Material provided below:
//! Entry point for the Chouraqui reader.
//!
//! Responsibilities here are intentionally minimal:
//! - Parse command-line arguments.
//! - Load user configuration from `conf/config.toml`.
//! - Either serve the read API or launch the desktop reader on a seeded
//!   reading context.

mod api;
mod app;
mod cache;
mod config;
mod data_source;
mod fetch_client;
mod loader;
mod page;

use crate::app::run_app;
use crate::cache::load_last_position;
use crate::config::{AppConfig, load_config, serialize_config};
use crate::data_source::VerseDataSource;
use crate::fetch_client::ChapterFetchClient;
use crate::loader::load_page_context;
use anyhow::{Context, Result, anyhow};
use chouraqui_core::links::EntryParams;
use std::env;
use std::path::Path;
use std::sync::Arc;
use tracing::{error, info, warn};
use tracing_subscriber::{EnvFilter, fmt, prelude::*, reload};

type ReloadHandle = reload::Handle<EnvFilter, tracing_subscriber::Registry>;

const USAGE: &str = "Usage: chouraqui-reader <serve | read [book] [chapter] [verse] | config>";

#[derive(Debug, PartialEq)]
enum Command {
    Serve,
    Read(Option<EntryParams>),
    PrintConfig,
}

fn main() {
    let reload_handle = init_tracing();
    if let Err(err) = run(&reload_handle) {
        error!("{err:?}");
        std::process::exit(1);
    }
}

fn run(reload_handle: &ReloadHandle) -> Result<()> {
    let command = parse_args(env::args().skip(1))?;
    let config = load_config(Path::new("conf/config.toml"));
    set_log_level(reload_handle, config.log_level.as_filter_str());

    match command {
        Command::Serve => serve(&config),
        Command::Read(params) => read(config, params),
        Command::PrintConfig => {
            let rendered = serialize_config(&config).context("Failed to render configuration")?;
            print!("{rendered}");
            Ok(())
        }
    }
}

fn serve(config: &AppConfig) -> Result<()> {
    let source = VerseDataSource::open(config.primary_db_path(), config.secondary_db_path());
    info!(
        primary = %config.primary_db_path().display(),
        secondary = %config.secondary_db_path().display(),
        bind = %config.bind_addr,
        "Starting read API"
    );
    let runtime = tokio::runtime::Builder::new_multi_thread()
        .enable_all()
        .build()
        .context("Failed to start the async runtime")?;
    runtime.block_on(api::serve(source, &config.bind_addr))
}

fn read(config: AppConfig, params: Option<EntryParams>) -> Result<()> {
    let params = params
        .or_else(|| {
            let position = load_last_position()?;
            info!(%position, "Resuming from saved position");
            Some(EntryParams::for_position(position))
        })
        .unwrap_or_default();

    let source = Arc::new(VerseDataSource::open(
        config.primary_db_path(),
        config.secondary_db_path(),
    ));
    let context = load_page_context(&source, &params)?
        .ok_or_else(|| anyhow!("The corpus at {} holds no verses", config.primary_db_path().display()))?;
    let client = ChapterFetchClient::new(&config.api_base_url, config.fetch_timeout())?;
    info!(
        position = %context.position,
        api = %config.api_base_url,
        timeout_secs = config.fetch_timeout_secs,
        "Opening reader"
    );
    run_app(config, context, client, source).context("Failed to start the GUI")?;
    Ok(())
}

fn parse_args(args: impl Iterator<Item = String>) -> Result<Command> {
    let mut args = args;
    let command = args.next().ok_or_else(|| anyhow!(USAGE))?;
    match command.as_str() {
        "serve" => Ok(Command::Serve),
        "config" => Ok(Command::PrintConfig),
        "read" => {
            let book = args.next();
            let chapter = args.next();
            let verse = args.next();
            if args.next().is_some() {
                return Err(anyhow!(USAGE));
            }
            Ok(Command::Read(book.map(|book| EntryParams {
                group: None,
                book: Some(book),
                chapter,
                verse,
            })))
        }
        other => Err(anyhow!("Unknown command {other:?}\n{USAGE}")),
    }
}

fn init_tracing() -> ReloadHandle {
    let env_filter = EnvFilter::try_from_default_env().unwrap_or_else(|_| EnvFilter::new("info"));
    let (filter_layer, handle) = reload::Layer::new(env_filter);
    tracing_subscriber::registry()
        .with(
            fmt::layer()
                .with_target(true)
                .with_file(true)
                .with_line_number(true)
                .with_filter(filter_layer),
        )
        .init();
    handle
}

fn set_log_level(handle: &ReloadHandle, level: &str) {
    let parsed = EnvFilter::builder()
        .parse(level)
        .unwrap_or_else(|_| EnvFilter::new("info"));
    if let Err(err) = handle.modify(|filter| *filter = parsed.clone()) {
        warn!(%level, "Failed to update log level from config: {err}");
    } else {
        info!(%level, "Applied log level from config");
    }
}

#[cfg(test)]
mod tests {
    use super::*;

    fn args(raw: &[&str]) -> impl Iterator<Item = String> {
        raw.iter().map(|arg| arg.to_string()).collect::<Vec<_>>().into_iter()
    }

    #[test]
    fn read_without_position_resumes() {
        assert_eq!(parse_args(args(&["read"])).unwrap(), Command::Read(None));
    }

    #[test]
    fn read_takes_a_partial_position() {
        let Command::Read(Some(params)) = parse_args(args(&["read", "10", "2"])).unwrap() else {
            panic!("expected read params");
        };
        assert_eq!(params.book.as_deref(), Some("10"));
        assert_eq!(params.chapter.as_deref(), Some("2"));
        assert_eq!(params.verse, None);
        assert_eq!(params.group, None);
    }

    #[test]
    fn missing_or_unknown_command_is_a_usage_error() {
        assert!(parse_args(args(&[])).is_err());
        assert!(parse_args(args(&["listen"])).is_err());
        assert!(parse_args(args(&["read", "1", "1", "1", "extra"])).is_err());
        assert_eq!(parse_args(args(&["serve"])).unwrap(), Command::Serve);
    }
}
End of Material provided.
Task directions ::
Return all of the entries exactly as written.

Solution for this exercise ::
//! Entry point for the Chouraqui reader.
//!
//! Responsibilities here are intentionally minimal:
//! - Parse command-line arguments.
//! - Load user configuration from `conf/config.toml`.
//! - Either serve the read API or launch the desktop reader on a seeded
//!   reading context.

mod api;
mod app;
mod cache;
mod config;
mod data_source;
mod fetch_client;
mod loader;
mod page;

use crate::app::run_app;
use crate::cache::load_last_position;
use crate::config::{AppConfig, load_config, serialize_config};
use crate::data_source::VerseDataSource;
use crate::fetch_client::ChapterFetchClient;
use crate::loader::load_page_context;
use anyhow::{Context, Result, anyhow};
use chouraqui_core::links::EntryParams;
use std::env;
use std::path::Path;
use std::sync::Arc;
use tracing::{error, info, warn};
use tracing_subscriber::{EnvFilter, fmt, prelude::*, reload};

type ReloadHandle = reload::Handle<EnvFilter, tracing_subscriber::Registry>;

const USAGE: &str = "Usage: chouraqui-reader <serve | read [book] [chapter] [verse] | config>";

#[derive(Debug, PartialEq)]
enum Command {
    Serve,
    Read(Option<EntryParams>),
    PrintConfig,
}

fn main() {
    let reload_handle = init_tracing();
    if let Err(err) = run(&reload_handle) {
        error!("{err:?}");
        std::process::exit(1);
    }
}

fn run(reload_handle: &ReloadHandle) -> Result<()> {
    let command = parse_args(env::args().skip(1))?;
    let config = load_config(Path::new("conf/config.toml"));
    set_log_level(reload_handle, config.log_level.as_filter_str());

    match command {
        Command::Serve => serve(&config),
        Command::Read(params) => read(config, params),
        Command::PrintConfig => {
            let rendered = serialize_config(&config).context("Failed to render configuration")?;
            print!("{rendered}");
            Ok(())
        }
    }
}

fn serve(config: &AppConfig) -> Result<()> {
    let source = VerseDataSource::open(config.primary_db_path(), config.secondary_db_path());
    info!(
        primary = %config.primary_db_path().display(),
        secondary = %config.secondary_db_path().display(),
        bind = %config.bind_addr,
        "Starting read API"
    );
    let runtime = tokio::runtime::Builder::new_multi_thread()
        .enable_all()
        .build()
        .context("Failed to start the async runtime")?;
    runtime.block_on(api::serve(source, &config.bind_addr))
}

fn read(config: AppConfig, params: Option<EntryParams>) -> Result<()> {
    let params = params
        .or_else(|| {
            let position = load_last_position()?;
            info!(%position, "Resuming from saved position");
            Some(EntryParams::for_position(position))
        })
        .unwrap_or_default();

    let source = Arc::new(VerseDataSource::open(
        config.primary_db_path(),
        config.secondary_db_path(),
    ));
    let context = load_page_context(&source, &params)?
        .ok_or_else(|| anyhow!("The corpus at {} holds no verses", config.primary_db_path().display()))?;
    let client = ChapterFetchClient::new(&config.api_base_url, config.fetch_timeout())?;
    info!(
        position = %context.position,
        api = %config.api_base_url,
        timeout_secs = config.fetch_timeout_secs,
        "Opening reader"
    );
    run_app(config, context, client, source).context("Failed to start the GUI")?;
    Ok(())
}

fn parse_args(args: impl Iterator<Item = String>) -> Result<Command> {
    let mut args = args;
    let command = args.next().ok_or_else(|| anyhow!(USAGE))?;
    match command.as_str() {
        "serve" => Ok(Command::Serve),
        "config" => Ok(Command::PrintConfig),
        "read" => {
            let book = args.next();
            let chapter = args.next();
            let verse = args.next();
            if args.next().is_some() {
                return Err(anyhow!(USAGE));
            }
            Ok(Command::Read(book.map(|book| EntryParams {
                group: None,
                book: Some(book),
                chapter,
                verse,
            })))
        }
        other => Err(anyhow!("Unknown command {other:?}\n{USAGE}")),
    }
}

fn init_tracing() -> ReloadHandle {
    let env_filter = EnvFilter::try_from_default_env().unwrap_or_else(|_| EnvFilter::new("info"));
    let (filter_layer, handle) = reload::Layer::new(env_filter);
    tracing_subscriber::registry()
        .with(
            fmt::layer()
                .with_target(true)
                .with_file(true)
                .with_line_number(true)
                .with_filter(filter_layer),
        )
        .init();
    handle
}

fn set_log_level(handle: &ReloadHandle, level: &str) {
    let parsed = EnvFilter::builder()
        .parse(level)
        .unwrap_or_else(|_| EnvFilter::new("info"));
    if let Err(err) = handle.modify(|filter| *filter = parsed.clone()) {
        warn!(%level, "Failed to update log level from config: {err}");
    } else {
        info!(%level, "Applied log level from config");
    }
}

#[cfg(test)]
mod tests {
    use super::*;

    fn args(raw: &[&str]) -> impl Iterator<Item = String> {
        raw.iter().map(|arg| arg.to_string()).collect::<Vec<_>>().into_iter()
    }

    #[test]
    fn read_without_position_resumes() {
        assert_eq!(parse_args(args(&["read"])).unwrap(), Command::Read(None));
    }

    #[test]
    fn read_takes_a_partial_position() {
        let Command::Read(Some(params)) = parse_args(args(&["read", "10", "2"])).unwrap() else {
            panic!("expected read params");
        };
        assert_eq!(params.book.as_deref(), Some("10"));
        assert_eq!(params.chapter.as_deref(), Some("2"));
        assert_eq!(params.verse, None);
        assert_eq!(params.group, None);
    }

    #[test]
    fn missing_or_unknown_command_is_a_usage_error() {
        assert!(parse_args(args(&[])).is_err());
        assert!(parse_args(args(&["listen"])).is_err());
        assert!(parse_args(args(&["read", "1", "1", "1", "extra"])).is_err());
        assert_eq!(parse_args(args(&["serve"])).unwrap(), Command::Serve);
    }
}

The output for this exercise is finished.